## Task instructions
When you reach the line in the data below that contains "scene they observe.", please start repeating lines exactly, and stop after the line that contains "the transforms of the last", repeating nothing else.

Stored entries:
━━━━

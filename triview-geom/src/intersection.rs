use float_ord::FloatOrd;
use triview_core::nalgebra::{zero, Matrix3, Point3, Vector3};

/// A half line leaving `origin` along `direction`.
///
/// The direction does not need to be normalized.
#[derive(Copy, Clone, Debug, PartialEq)]
pub struct Ray {
    pub origin: Point3<f64>,
    pub direction: Vector3<f64>,
}

impl Ray {
    pub fn new(origin: Point3<f64>, direction: Vector3<f64>) -> Self {
        Self { origin, direction }
    }

    /// The orthogonal projection of `point` onto the line of this ray.
    pub fn project(&self, point: Point3<f64>) -> Point3<f64> {
        let d = self.direction;
        self.origin + d * ((point - self.origin).dot(&d) / d.dot(&d))
    }

    /// How far from the origin the projection of `point` lies.
    ///
    /// This is unsigned, so a point behind the origin yields the same value as its mirror image in
    /// front of it.
    pub fn distance_along(&self, point: Point3<f64>) -> f64 {
        (self.project(point) - self.origin).norm()
    }

    /// The perpendicular distance from `point` to the line of this ray.
    pub fn distance_to(&self, point: Point3<f64>) -> f64 {
        (point - self.project(point)).norm()
    }
}

/// Finds the point closest to a set of lines in the least-squares sense.
///
/// Each line contributes the projector onto the orthogonal complement of its direction,
/// `V = I - d d^T` (with `d` normalized). The point minimizing the summed squared perpendicular
/// distances solves `(sum V) x = sum V p` where `p` is the line origin.
///
/// `sum V` is decomposed with a symmetric eigen solver. If its smallest eigenvalue is not
/// sufficiently larger than zero relative to the largest one, the lines are (nearly) parallel
/// and there is no unique point, so no point is returned instead of some arbitrary one.
///
/// ```
/// use triview_core::nalgebra::{Point3, Vector3};
/// use triview_geom::{Ray, RayIntersector};
///
/// let point = Point3::new(0.5, -1.0, 4.0);
/// let origins = [Point3::origin(), Point3::new(1.0, 0.0, 0.0), Point3::new(0.0, 2.0, 0.0)];
/// let rays = origins.iter().map(|&o| Ray::new(o, point - o));
/// let intersection = RayIntersector::new().intersect(rays).unwrap();
/// assert!((intersection - point).norm() < 1e-9);
/// ```
#[derive(Copy, Clone, Debug, PartialEq, PartialOrd)]
pub struct RayIntersector {
    epsilon: f64,
    max_iterations: usize,
    conditioning: f64,
}

impl RayIntersector {
    /// Creates a `RayIntersector` with default values.
    ///
    /// Same as calling [`Default::default`].
    pub fn new() -> Self {
        Default::default()
    }

    /// Set the epsilon used in the symmetric eigen solver.
    ///
    /// Default is `1e-12`.
    #[must_use]
    pub fn epsilon(self, epsilon: f64) -> Self {
        Self { epsilon, ..self }
    }

    /// Set the maximum number of iterations for the symmetric eigen solver.
    ///
    /// Default is `1000`.
    #[must_use]
    pub fn max_iterations(self, max_iterations: usize) -> Self {
        Self {
            max_iterations,
            ..self
        }
    }

    /// Set the smallest allowed ratio between the smallest and largest eigenvalue of the
    /// normal equations.
    ///
    /// Default is `1e-10`.
    #[must_use]
    pub fn conditioning(self, conditioning: f64) -> Self {
        Self {
            conditioning,
            ..self
        }
    }

    /// Intersects the rays.
    ///
    /// Returns `None` when a ray has a zero direction, when the rays do not pin down a single
    /// point (fewer than two non-parallel rays), or when the result is not finite.
    pub fn intersect(&self, rays: impl Iterator<Item = Ray>) -> Option<Point3<f64>> {
        let mut a: Matrix3<f64> = zero();
        let mut b: Vector3<f64> = zero();
        for ray in rays {
            let d = ray.direction.try_normalize(0.0)?;
            let v = Matrix3::identity() - d * d.transpose();
            b += v * ray.origin.coords;
            a += v;
        }

        let se = a.try_symmetric_eigen(self.epsilon, self.max_iterations)?;
        let smallest = se.eigenvalues.iter().copied().min_by_key(|&n| FloatOrd(n))?;
        let largest = se.eigenvalues.iter().copied().max_by_key(|&n| FloatOrd(n))?;
        if smallest <= largest * self.conditioning {
            return None;
        }

        let inverse = se.eigenvectors
            * Matrix3::from_diagonal(&se.eigenvalues.map(|n| n.recip()))
            * se.eigenvectors.transpose();
        Some(Point3::from(inverse * b)).filter(|point| point.iter().all(|n| n.is_finite()))
    }
}

impl Default for RayIntersector {
    fn default() -> Self {
        Self {
            epsilon: 1e-12,
            max_iterations: 1000,
            conditioning: 1e-10,
        }
    }
}

#[cfg(test)]
mod tests {
    use super::*;
    use approx::assert_relative_eq;

    #[test]
    fn projection_onto_ray() {
        let ray = Ray::new(Point3::new(1.0, 0.0, 0.0), Vector3::new(0.0, 0.0, 2.0));
        let point = Point3::new(4.0, 0.0, 3.0);
        assert_relative_eq!(ray.project(point), Point3::new(1.0, 0.0, 3.0), epsilon = 1e-12);
        assert_relative_eq!(ray.distance_along(point), 3.0, epsilon = 1e-12);
        assert_relative_eq!(ray.distance_to(point), 3.0, epsilon = 1e-12);
        // Behind the origin, the distance is still positive.
        let behind = Point3::new(1.0, 0.0, -2.0);
        assert_relative_eq!(ray.distance_along(behind), 2.0, epsilon = 1e-12);
    }

    #[test]
    fn parallel_rays_are_singular() {
        let d = Vector3::new(0.0, 1.0, 1.0);
        let rays = [
            Ray::new(Point3::origin(), d),
            Ray::new(Point3::new(1.0, 0.0, 0.0), d * 3.0),
            Ray::new(Point3::new(0.0, 5.0, 0.0), -d),
        ];
        assert!(RayIntersector::new().intersect(rays.into_iter()).is_none());
    }

    #[test]
    fn single_ray_is_singular() {
        let ray = Ray::new(Point3::origin(), Vector3::x());
        assert!(RayIntersector::new()
            .intersect(core::iter::once(ray))
            .is_none());
    }

    #[test]
    fn zero_direction_is_rejected() {
        let rays = [
            Ray::new(Point3::origin(), Vector3::x()),
            Ray::new(Point3::origin(), Vector3::y()),
            Ray::new(Point3::origin(), Vector3::zeros()),
        ];
        assert!(RayIntersector::new().intersect(rays.into_iter()).is_none());
    }

    #[test]
    fn skew_lines_meet_in_the_middle() {
        // Two skew lines whose closest points are (0, 0, -1) and (0, 0, 1).
        let rays = [
            Ray::new(Point3::new(0.0, 0.0, -1.0), Vector3::x()),
            Ray::new(Point3::new(0.0, 0.0, 1.0), Vector3::y()),
        ];
        let point = RayIntersector::new().intersect(rays.into_iter()).unwrap();
        assert_relative_eq!(point, Point3::origin(), epsilon = 1e-12);
    }
}
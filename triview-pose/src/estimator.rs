use crate::{PairwiseTransformEstimator, RayLengthEstimator, SceneBuilder};
use triview_core::{
    Correspondences, Depths, Error, Model, PairwiseTransforms, Result, Settings,
};
use triview_geom::{RayIntersector, RigidAligner};

/// The state carried from one iteration of the estimation loop to the next.
#[derive(Clone, Debug, PartialEq)]
pub struct PoseState {
    pub transforms: PairwiseTransforms,
    pub depths: Depths,
}

/// The outcome of [`PoseEstimator::estimate`].
#[derive(Clone, Debug, PartialEq)]
pub struct PoseEstimate {
    /// The triangulated scene and the viewpoint centers.
    pub model: Model,
    /// The pairwise transforms of the last iteration, which produced the model.
    pub transforms: PairwiseTransforms,
    /// The depths computed by the last iteration.
    pub depths: Depths,
}

/// Jointly estimates the relative pose of three viewpoints and the scene they observe.
///
/// Starting from every depth set to `1.0`, the estimator alternates two steps for a fixed number
/// of iterations:
///
/// 1. the viewpoint pairs are aligned given the current depths ([`PairwiseTransformEstimator`])
/// 2. the depths are recomputed from the intersections of the rays ([`RayLengthEstimator`])
///
/// There is no convergence test. Once the iterations run out, the transforms of the last
/// iteration are used to triangulate the scene ([`SceneBuilder`]).
///
/// The scale of the result is arbitrary and the frame is that of viewpoint 1, whose center is the
/// origin.
///
/// ```
/// use triview_core::{nalgebra::{Point3, Vector3}, Correspondences};
/// use triview_pose::PoseEstimator;
///
/// let scene = [
///     Point3::new(0.0, 0.0, 4.0),
///     Point3::new(1.0, -1.0, 5.0),
///     Point3::new(-2.0, 0.5, 6.0),
///     Point3::new(0.5, 2.0, 3.0),
/// ];
/// let centers = [Point3::origin(), Point3::new(1.0, 0.0, 0.0), Point3::new(0.0, 1.0, 0.0)];
/// let azimuths: Vec<Vec<Vector3<f64>>> = centers
///     .iter()
///     .map(|c| scene.iter().map(|x| (x - c).normalize()).collect())
///     .collect();
/// let correspondences = Correspondences::new(&azimuths[0], &azimuths[1], &azimuths[2]).unwrap();
/// let estimate = PoseEstimator::new().estimate(&correspondences, 10).unwrap();
/// assert_eq!(estimate.model.scene.len(), 4);
/// assert_eq!(estimate.model.centers.len(), 3);
/// ```
#[derive(Copy, Clone, Debug, Default, PartialEq, PartialOrd)]
pub struct PoseEstimator {
    pub pairwise: PairwiseTransformEstimator,
    pub ray_length: RayLengthEstimator,
    pub scene: SceneBuilder,
}

impl PoseEstimator {
    /// Creates a `PoseEstimator` with default values.
    ///
    /// Same as calling [`Default::default`].
    pub fn new() -> Self {
        Default::default()
    }

    /// Configures the aligner and the intersector from `settings`.
    pub fn from_settings(settings: &Settings) -> Self {
        let aligner = RigidAligner::new()
            .epsilon(settings.svd_epsilon)
            .max_iterations(settings.svd_max_iterations)
            .rank_tolerance(settings.rank_tolerance);
        let intersector = RayIntersector::new()
            .epsilon(settings.eigen_epsilon)
            .max_iterations(settings.eigen_max_iterations)
            .conditioning(settings.conditioning_tolerance);
        Self {
            pairwise: PairwiseTransformEstimator::new(aligner),
            ray_length: RayLengthEstimator::new(intersector),
            scene: SceneBuilder::new(intersector),
        }
    }

    /// Runs one iteration of the loop from the given depths.
    pub fn step(
        &self,
        correspondences: &Correspondences<'_>,
        depths: &Depths,
    ) -> Result<PoseState> {
        let transforms = self.pairwise.estimate(correspondences, depths)?;
        let depths = self.ray_length.estimate(correspondences, &transforms)?;
        Ok(PoseState { transforms, depths })
    }

    /// Runs exactly `iterations` iterations and triangulates the scene.
    ///
    /// Fails with [`Error::InvalidIterationCount`] if `iterations` is zero. Any failure in an
    /// iteration aborts the whole estimation.
    pub fn estimate(
        &self,
        correspondences: &Correspondences<'_>,
        iterations: usize,
    ) -> Result<PoseEstimate> {
        if iterations == 0 {
            return Err(Error::InvalidIterationCount(iterations));
        }

        let mut state = self.step(correspondences, &Depths::ones(correspondences.len()))?;
        log_iteration(1, &state);
        for iteration in 2..=iterations {
            state = self.step(correspondences, &state.depths)?;
            log_iteration(iteration, &state);
        }
        log::info!(
            "terminating pose estimation of {} correspondences after {} iterations",
            correspondences.len(),
            iterations
        );

        let model = self.scene.build(correspondences, &state.transforms)?;
        let PoseState { transforms, depths } = state;
        Ok(PoseEstimate {
            model,
            transforms,
            depths,
        })
    }
}

fn log_iteration(iteration: usize, state: &PoseState) {
    if let Some([first, second, third]) = state.depths.means() {
        log::debug!(
            "iteration {}: mean depths {} {} {}, baseline {}",
            iteration,
            first,
            second,
            third,
            state.transforms.one_two.translation.vector.norm()
        );
    }
}
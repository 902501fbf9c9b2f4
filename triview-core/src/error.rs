use core::fmt;
use thiserror::Error;

#[cfg(feature = "serde-serialize")]
use serde::{Deserialize, Serialize};

/// One of the three ordered viewpoint pairs that are aligned against each other.
#[derive(Copy, Clone, Debug, PartialEq, Eq, Hash)]
#[cfg_attr(feature = "serde-serialize", derive(Serialize, Deserialize))]
pub enum ViewpointPair {
    /// Viewpoint 1 aligned onto viewpoint 2.
    OneTwo,
    /// Viewpoint 2 aligned onto viewpoint 3.
    TwoThree,
    /// Viewpoint 3 aligned onto viewpoint 1.
    ThreeOne,
}

impl ViewpointPair {
    /// All pairs in the order they are estimated.
    pub const ALL: [ViewpointPair; 3] = [Self::OneTwo, Self::TwoThree, Self::ThreeOne];

    /// The zero-based `(source, target)` viewpoint indices of this pair.
    pub fn viewpoints(self) -> (usize, usize) {
        match self {
            Self::OneTwo => (0, 1),
            Self::TwoThree => (1, 2),
            Self::ThreeOne => (2, 0),
        }
    }
}

impl fmt::Display for ViewpointPair {
    fn fmt(&self, f: &mut fmt::Formatter<'_>) -> fmt::Result {
        let (source, target) = self.viewpoints();
        write!(f, "{}->{}", source + 1, target + 1)
    }
}

/// Every way an estimation or fusion call can fail.
///
/// Failures are never recovered internally. Any of these aborts the whole call and no partial
/// result is returned.
#[derive(Clone, Debug, Error, PartialEq)]
pub enum Error {
    #[error("sequence length mismatch: expected {expected} entries, found {found}")]
    ShapeMismatch { expected: usize, found: usize },
    #[error("at least one correspondence is required")]
    NoCorrespondences,
    #[error("iteration count must be at least 1, got {0}")]
    InvalidIterationCount(usize),
    #[error("rank deficient correlation while aligning viewpoints {pair}")]
    DegenerateAlignment { pair: ViewpointPair },
    #[error("rays of correspondence {index} do not have a unique intersection")]
    SingularIntersection { index: usize },
    #[error("fused baselines point in opposite directions")]
    AntiparallelBaseline,
    #[error("fused baseline has zero length")]
    DegenerateBaseline,
    #[error("model has {found} viewpoint centers but fusion needs at least {needed}")]
    InsufficientCenters { needed: usize, found: usize },
    #[error("cannot fuse an empty list of models")]
    EmptyChain,
    #[error("fusing model {step} failed")]
    FusionStep {
        step: usize,
        #[source]
        source: Box<Error>,
    },
}

pub type Result<T> = core::result::Result<T, Error>;
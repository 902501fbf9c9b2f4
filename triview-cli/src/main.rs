use log::*;
use std::{error::Error as _, io::Write, path::PathBuf};
use structopt::StructOpt;
use triview_cli::Error;

#[derive(Debug, StructOpt)]
#[structopt(
    name = "triview",
    about = "Estimates scenes seen from viewpoint triples and fuses them into one"
)]
struct Opt {
    /// The number of estimation iterations to run for every triple.
    #[structopt(short, long, default_value = "50")]
    iterations: usize,
    /// The file where settings are specified.
    ///
    /// This is JSON in the format of `triview_core::Settings`. Missing fields take their defaults.
    #[structopt(short, long, parse(from_os_str))]
    settings: Option<PathBuf>,
    /// The file to write the fused scene points to.
    ///
    /// If this is not provided, then the scene goes to stdout.
    #[structopt(short, long, parse(from_os_str))]
    output: Option<PathBuf>,
    /// The file to write the fused viewpoint centers to.
    #[structopt(short, long, parse(from_os_str))]
    centers: Option<PathBuf>,
    /// Azimuth files, three per viewpoint triple.
    ///
    /// Each following triple must start with the last two viewpoints of the one before it.
    #[structopt(parse(from_os_str), required = true)]
    inputs: Vec<PathBuf>,
}

fn run(opt: Opt) -> Result<(), Error> {
    let settings = triview_cli::load_settings(opt.settings.as_deref())?;
    let triples = triview_cli::read_triples(&opt.inputs)?;
    info!("read {} viewpoint triples", triples.len());

    let model = triview_cli::reconstruct(&triples, &settings, opt.iterations)?;

    if let Some(path) = &opt.centers {
        triview_cli::write_points(path, &model.centers)?;
    }
    match &opt.output {
        Some(path) => triview_cli::write_points(path, &model.scene)?,
        None => std::io::stdout()
            .lock()
            .write_all(triview_cli::format_points(&model.scene).as_bytes())
            .map_err(|source| Error::Write {
                path: PathBuf::from("<stdout>"),
                source,
            })?,
    }
    Ok(())
}

fn main() {
    pretty_env_logger::init_timed();
    let opt = Opt::from_args();
    if let Err(e) = run(opt) {
        error!("{}", e);
        let mut source = e.source();
        while let Some(cause) = source {
            error!("caused by: {}", cause);
            source = cause.source();
        }
        std::process::exit(1);
    }
}
//! Static knowledge base and the "latest updates" appendix built from ingested content.

use crate::models::{ContentUpdate, Source};

/// Reference text injected into every chat prompt.
pub const KNOWLEDGE_BASE: &str = include_str!("../../knowledge/base.md");

const MAX_PER_SOURCE: usize = 5;
const BLOG_EXCERPT_CHARS: usize = 200;

/// Instructions wrapped around the knowledge base.
pub fn system_prompt(knowledge: &str) -> String {
    format!(
        r#"You are an AI assistant for Gensyn AI, a decentralized machine learning compute protocol.

CRITICAL RULES:
1. ONLY use information from the knowledge base provided below
2. NEVER make up or guess information
3. If something is not in the knowledge base, clearly say "I don't have information about that in my knowledge base"
4. Then refer users to official Gensyn sources: Twitter/X (@gensynai) or Discord (discord.com/invite/gensyn)
5. DO NOT provide general information, speculation, or unrelated answers

Here is the knowledge base (including the latest updates from social posts, the blog, the docs and the community):

{}

When answering:
- Use ONLY information from the knowledge base above
- When referencing recent updates, mention the source and date
- Keep responses concise but informative
- Use a friendly, professional tone"#,
        knowledge
    )
}

fn excerpt(text: &str, max_chars: usize) -> String {
    match text.char_indices().nth(max_chars) {
        Some((cut, _)) => format!("{}...", &text[..cut]),
        None => text.to_string(),
    }
}

fn section_heading(source: Source) -> &'static str {
    match source {
        Source::SocialFeed => "### Recent Posts from @gensynai",
        Source::Blog => "### Recent Blog Posts",
        Source::Docs => "### Recent Documentation Updates",
        Source::Community => "### Recent Community Announcements",
    }
}

/// Render the most recent updates, grouped by source, at most five per source.
/// Returns an empty string when there is nothing to show.
pub fn latest_updates_section(updates: &[ContentUpdate]) -> String {
    if updates.is_empty() {
        return String::new();
    }

    let mut out = String::from("\n\n## LATEST UPDATES\n\n");

    for source in Source::ALL {
        let entries: Vec<&ContentUpdate> = updates
            .iter()
            .filter(|u| u.source == source)
            .take(MAX_PER_SOURCE)
            .collect();
        if entries.is_empty() {
            continue;
        }

        out.push_str(section_heading(source));
        out.push('\n');

        for update in entries {
            let date = update.published_at.format("%Y-%m-%d");
            let title = update.title.as_deref().unwrap_or("Untitled");
            match source {
                Source::SocialFeed | Source::Community => {
                    out.push_str(&format!("- {}: {}\n", date, update.content));
                }
                Source::Blog => {
                    out.push_str(&format!("- **{}** ({})\n", title, date));
                    out.push_str(&format!("  {}\n", excerpt(&update.content, BLOG_EXCERPT_CHARS)));
                }
                Source::Docs => {
                    out.push_str(&format!("- **{}** ({})\n", title, date));
                }
            }
            if let Some(url) = &update.url {
                out.push_str(&format!("  Link: {}\n", url));
            }
        }
        out.push('\n');
    }

    out
}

━━━━

## Response area
/// Jointly estimates the relative pose of three viewpoints and the scene they observe.
///
/// Starting from every depth set to `1.0`, the estimator alternates two steps for a fixed number
/// of iterations:
///
/// 1. the viewpoint pairs are aligned given the current depths ([`PairwiseTransformEstimator`])
/// 2. the depths are recomputed from the intersections of the rays ([`RayLengthEstimator`])
///
/// There is no convergence test. Once the iterations run out, the transforms of the last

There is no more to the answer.